_Work instructions_: Up to and including the line with "info = input_info(gst_video::VideoInterlaceMode::Progressive);", reproduce the listing below exactly, beginning at its first line.

_Available data_:
□ □ □ □

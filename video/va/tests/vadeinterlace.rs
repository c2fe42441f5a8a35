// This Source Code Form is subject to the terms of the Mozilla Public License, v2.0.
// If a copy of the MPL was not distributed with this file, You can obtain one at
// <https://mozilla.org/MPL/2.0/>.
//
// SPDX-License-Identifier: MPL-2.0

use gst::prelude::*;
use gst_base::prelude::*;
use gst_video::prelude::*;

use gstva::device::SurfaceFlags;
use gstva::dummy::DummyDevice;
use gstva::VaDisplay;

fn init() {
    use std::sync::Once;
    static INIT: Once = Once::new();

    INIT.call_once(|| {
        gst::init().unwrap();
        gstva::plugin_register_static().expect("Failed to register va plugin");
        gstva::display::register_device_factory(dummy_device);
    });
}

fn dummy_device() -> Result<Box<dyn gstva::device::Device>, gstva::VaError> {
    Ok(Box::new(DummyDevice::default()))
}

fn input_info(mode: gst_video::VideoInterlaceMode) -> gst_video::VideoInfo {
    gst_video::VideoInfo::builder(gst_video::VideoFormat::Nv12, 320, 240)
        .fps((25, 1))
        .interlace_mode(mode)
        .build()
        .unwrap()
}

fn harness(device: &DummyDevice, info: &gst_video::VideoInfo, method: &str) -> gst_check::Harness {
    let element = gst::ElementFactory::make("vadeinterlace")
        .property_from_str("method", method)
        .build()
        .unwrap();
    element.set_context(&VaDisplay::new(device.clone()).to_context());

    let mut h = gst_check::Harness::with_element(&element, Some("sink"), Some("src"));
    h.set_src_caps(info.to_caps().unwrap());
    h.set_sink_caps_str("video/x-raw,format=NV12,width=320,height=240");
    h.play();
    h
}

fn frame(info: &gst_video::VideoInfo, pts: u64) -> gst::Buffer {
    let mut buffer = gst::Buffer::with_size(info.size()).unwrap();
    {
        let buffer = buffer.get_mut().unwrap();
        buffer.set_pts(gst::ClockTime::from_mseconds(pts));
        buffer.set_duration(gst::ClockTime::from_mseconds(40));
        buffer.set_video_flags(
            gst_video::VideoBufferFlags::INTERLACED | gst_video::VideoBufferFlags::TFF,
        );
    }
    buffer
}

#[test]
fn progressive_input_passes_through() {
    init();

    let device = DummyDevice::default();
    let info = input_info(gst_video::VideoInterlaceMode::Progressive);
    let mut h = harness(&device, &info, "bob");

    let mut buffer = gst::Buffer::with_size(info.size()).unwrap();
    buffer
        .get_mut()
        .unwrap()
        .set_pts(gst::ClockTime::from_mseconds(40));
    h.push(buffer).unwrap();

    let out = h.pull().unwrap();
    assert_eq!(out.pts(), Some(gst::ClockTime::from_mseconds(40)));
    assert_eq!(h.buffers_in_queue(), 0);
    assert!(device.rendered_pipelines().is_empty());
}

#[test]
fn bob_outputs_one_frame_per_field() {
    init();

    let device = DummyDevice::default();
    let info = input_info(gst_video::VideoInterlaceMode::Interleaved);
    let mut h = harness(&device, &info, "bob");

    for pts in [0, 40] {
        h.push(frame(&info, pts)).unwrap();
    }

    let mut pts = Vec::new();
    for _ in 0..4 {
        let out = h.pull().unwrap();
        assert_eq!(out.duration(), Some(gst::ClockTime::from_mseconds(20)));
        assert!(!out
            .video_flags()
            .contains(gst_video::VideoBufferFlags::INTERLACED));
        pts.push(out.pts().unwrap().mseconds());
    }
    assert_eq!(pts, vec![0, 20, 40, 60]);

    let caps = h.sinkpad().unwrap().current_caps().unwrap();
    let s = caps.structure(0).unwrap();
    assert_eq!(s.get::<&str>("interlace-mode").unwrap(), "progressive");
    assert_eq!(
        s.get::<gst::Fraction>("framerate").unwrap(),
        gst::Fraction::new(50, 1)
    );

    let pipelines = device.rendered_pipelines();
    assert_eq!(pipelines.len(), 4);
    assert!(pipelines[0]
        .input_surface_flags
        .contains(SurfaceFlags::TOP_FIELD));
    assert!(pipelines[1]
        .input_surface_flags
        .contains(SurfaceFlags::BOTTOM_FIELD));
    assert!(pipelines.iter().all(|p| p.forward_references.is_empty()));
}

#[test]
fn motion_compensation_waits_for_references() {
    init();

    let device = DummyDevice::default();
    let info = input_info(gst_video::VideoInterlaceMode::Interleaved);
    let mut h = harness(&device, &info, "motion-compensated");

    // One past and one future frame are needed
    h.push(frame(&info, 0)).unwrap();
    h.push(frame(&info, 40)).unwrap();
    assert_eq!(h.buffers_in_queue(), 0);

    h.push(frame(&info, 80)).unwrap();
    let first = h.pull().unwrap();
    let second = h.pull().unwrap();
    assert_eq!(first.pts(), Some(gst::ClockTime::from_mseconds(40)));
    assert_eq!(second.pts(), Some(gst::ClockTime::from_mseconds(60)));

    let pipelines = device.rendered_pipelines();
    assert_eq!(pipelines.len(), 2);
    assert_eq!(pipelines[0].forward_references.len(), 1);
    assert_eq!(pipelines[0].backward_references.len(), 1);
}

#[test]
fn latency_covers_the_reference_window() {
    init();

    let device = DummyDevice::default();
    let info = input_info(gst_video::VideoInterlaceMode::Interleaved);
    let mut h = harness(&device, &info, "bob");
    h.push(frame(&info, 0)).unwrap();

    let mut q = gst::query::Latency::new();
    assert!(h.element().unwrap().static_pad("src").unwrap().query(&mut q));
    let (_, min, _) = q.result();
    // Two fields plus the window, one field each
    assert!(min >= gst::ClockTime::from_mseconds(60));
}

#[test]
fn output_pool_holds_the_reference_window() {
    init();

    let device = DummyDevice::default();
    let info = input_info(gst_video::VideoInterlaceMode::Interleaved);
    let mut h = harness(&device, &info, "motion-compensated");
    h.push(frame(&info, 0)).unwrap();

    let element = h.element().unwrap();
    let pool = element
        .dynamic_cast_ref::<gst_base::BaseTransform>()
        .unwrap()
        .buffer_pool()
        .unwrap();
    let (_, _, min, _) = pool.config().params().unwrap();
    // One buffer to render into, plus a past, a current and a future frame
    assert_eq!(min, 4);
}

□ □ □ □

_The completed task_:
filename video/va/tests/vadeinterlace.rs
repository c2fe42441f5a8a35
// This Source Code Form is subject to the terms of the Mozilla Public License, v2.0.
// If a copy of the MPL was not distributed with this file, You can obtain one at
// <https://mozilla.org/MPL/2.0/>.
//
// SPDX-License-Identifier: MPL-2.0

use gst::prelude::*;
use gst_base::prelude::*;
use gst_video::prelude::*;

use gstva::device::SurfaceFlags;
use gstva::dummy::DummyDevice;
use gstva::VaDisplay;

fn init() {
    use std::sync::Once;
    static INIT: Once = Once::new();

    INIT.call_once(|| {
        gst::init().unwrap();
        gstva::plugin_register_static().expect("Failed to register va plugin");
        gstva::display::register_device_factory(dummy_device);
    });
}

fn dummy_device() -> Result<Box<dyn gstva::device::Device>, gstva::VaError> {
    Ok(Box::new(DummyDevice::default()))
}

fn input_info(mode: gst_video::VideoInterlaceMode) -> gst_video::VideoInfo {
    gst_video::VideoInfo::builder(gst_video::VideoFormat::Nv12, 320, 240)
        .fps((25, 1))
        .interlace_mode(mode)
        .build()
        .unwrap()
}

fn harness(device: &DummyDevice, info: &gst_video::VideoInfo, method: &str) -> gst_check::Harness {
    let element = gst::ElementFactory::make("vadeinterlace")
        .property_from_str("method", method)
        .build()
        .unwrap();
    element.set_context(&VaDisplay::new(device.clone()).to_context());

    let mut h = gst_check::Harness::with_element(&element, Some("sink"), Some("src"));
    h.set_src_caps(info.to_caps().unwrap());
    h.set_sink_caps_str("video/x-raw,format=NV12,width=320,height=240");
    h.play();
    h
}

fn frame(info: &gst_video::VideoInfo, pts: u64) -> gst::Buffer {
    let mut buffer = gst::Buffer::with_size(info.size()).unwrap();
    {
        let buffer = buffer.get_mut().unwrap();
        buffer.set_pts(gst::ClockTime::from_mseconds(pts));
        buffer.set_duration(gst::ClockTime::from_mseconds(40));
        buffer.set_video_flags(
            gst_video::VideoBufferFlags::INTERLACED | gst_video::VideoBufferFlags::TFF,
        );
    }
    buffer
}

#[test]
fn progressive_input_passes_through() {
    init();

    let device = DummyDevice::default();
    let info = input_info(gst_video::VideoInterlaceMode::Progressive);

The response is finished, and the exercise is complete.